I am also in agreement with many forumites here that once you have your first shell cordovan shoe, you would like to have more because they are...hmm.. addictive; so be forewarned.:icon_smile:


----------



## billiebob (Apr 20, 2005)

My situation is similar.

I too own the Barrie lasted BB plaintoe in #8 and the RL Darlton cordovan and calf. The BB shoe is the only shoe I've ever paid retail for, and they are among my favorites, though the soles are softer and wear faster than my other brands. This translates into serious comfort.


----------



## Roger (Feb 18, 2005)

manton said:


> They tend to look a little more rustic than calf. This is not really a disadvantage, but it can make them more of a specialty shoe. Perhaps not the thing to wear with crisp worsteds and white FC shirts. At least not if you want to present the most formal possible image.


Manton, this is helpful, as I'm currently considering shell cordovan for a pair of shoes to wear with sports jackets and ties. Is your opinion of the range of suitability of cordovan based on only Alden and Allen-Edmonds shoes, or have you also examined shell cordovan available from C&J, Vass and Carmina? My highly-placed sources tell me that the shell cordovan in Vass shoes, for example, is somewhat finer (and possibly a little thinner) than that found in Alden shoes and looks great on trim U-last shoes.


----------



## gangsta_lean (Oct 12, 2005)

Go for it!! you won't be disappointed. i'm a cordo convert too and looking to complete the RL darlton triumvirate with the brown cordo loafers on nov16. just to reiterate what everyone else has already noted...both my darltons broke in fairly quickly and are super duper comfy. also the color is very rich and complex. none of my calf shoes come close in that dept.


----------



## paper clip (May 15, 2006)

I can add nothing except my hearty agreement with all of the positive points above raised. I have the 986 and the BB bluchers. My two favorite pair of shoes by far. I can easily see the day when all I own are cordo shoes, like my idol, McArthur.


----------



## RSS (Dec 30, 2003)

I have more shoes that I care to admit ... and two of my all-time favorite pairs are Alden's Cordovan plain toe and Cordovan split toe (Norwegian) bluchers.
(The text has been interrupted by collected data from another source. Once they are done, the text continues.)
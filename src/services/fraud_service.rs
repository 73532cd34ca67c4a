use crate::database::DbPool;
use crate::entities::{FraudSeverity, fraud_log_entity as fraud_logs};
use crate::error::{AppError, AppResult};
use crate::models::{CreateFraudLogRequest, FraudLogResponse};
use chrono::Utc;
use sea_orm::{
    ActiveModelTrait, ColumnTrait, EntityTrait, IntoActiveModel, QueryFilter,
    QueryOrder, Set,
};

#[derive(Clone)]
pub struct FraudService {
    pool: DbPool,
}

impl FraudService {
    pub fn new(pool: DbPool) -> Self {
        Self { pool }
    }

    pub async fn create(&self, admin_id: i64, req: CreateFraudLogRequest) -> AppResult<FraudLogResponse> {
        if req.fraud_type.trim().is_empty() {
            return Err(AppError::ValidationError("Fraud type is required".to_string()));
        }
        let evidence = req
            .evidence_data
            .map(|v| serde_json::to_string(&v))
            .transpose()?;
        let severity = req.severity.unwrap_or(FraudSeverity::Medium);

        let created = fraud_logs::ActiveModel {
            user_id: Set(req.user_id),
            fraud_type: Set(req.fraud_type.trim().to_string()),
            severity: Set(severity),
            description: Set(req.description),
            ip_address: Set(req.ip_address),
            evidence_data: Set(evidence),
            ..Default::default()
        }
        .insert(&*self.pool)
        .await?;

        log::warn!(
            "Fraud flag {} raised by admin {admin_id}: user={}, type={}, severity={severity:?}",
            created.id,
            created.user_id,
            created.fraud_type
        );
        Ok(created.into())
    }

    pub async fn list(&self, unresolved_only: bool) -> AppResult<Vec<FraudLogResponse>> {
        let mut query = fraud_logs::Entity::find();
        if unresolved_only {
            query = query.filter(fraud_logs::Column::ResolvedAt.is_null());
        }
        let rows = query
            .order_by_desc(fraud_logs::Column::CreatedAt)
            .all(&*self.pool)
            .await?;
        Ok(rows.into_iter().map(Into::into).collect())
    }

    pub async fn resolve(
        &self,
        admin_id: i64,
        log_id: i64,
        action_taken: String,
    ) -> AppResult<FraudLogResponse> {
        if action_taken.trim().is_empty() {
            return Err(AppError::ValidationError("Action taken is required".to_string()));
        }
        let entry = fraud_logs::Entity::find_by_id(log_id)
            .one(&*self.pool)
            .await?
            .ok_or_else(|| AppError::NotFound("Fraud log not found".to_string()))?;
        if entry.resolved_at.is_some() {
            return Err(AppError::ValidationError(
                "Fraud log is already resolved".to_string(),
            ));
        }
        let mut am = entry.into_active_model();
        am.action_taken = Set(Some(action_taken));
        am.resolved_by = Set(Some(admin_id));
        am.resolved_at = Set(Some(Utc::now()));
        let resolved = am.update(&*self.pool).await?;
        log::info!("Fraud log {log_id} resolved by admin {admin_id}");
        Ok(resolved.into())
    }
}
Nothing looks better with my tweeds and flannels. 

Just yesterday I dropped into the Alden shop on Sutter and picked up a new pair with split toe. I understand this model is being made in the dark brown cordovan ... arriving in our area sometime next spring. Still, nothing beats the color of traditional cordovan. 

In terms of positives and negatives ... in my experience my Alden cordovans tend to last longer than any of my other shoes. Now I'll admit ... I take good care of my shoes ... but in no way do I give the cordovans any special care above and beyond the others. There are some pairs in my closet that date back to the late 60s and 70s ... and they still look beautiful ... having developed a lustrous patina. 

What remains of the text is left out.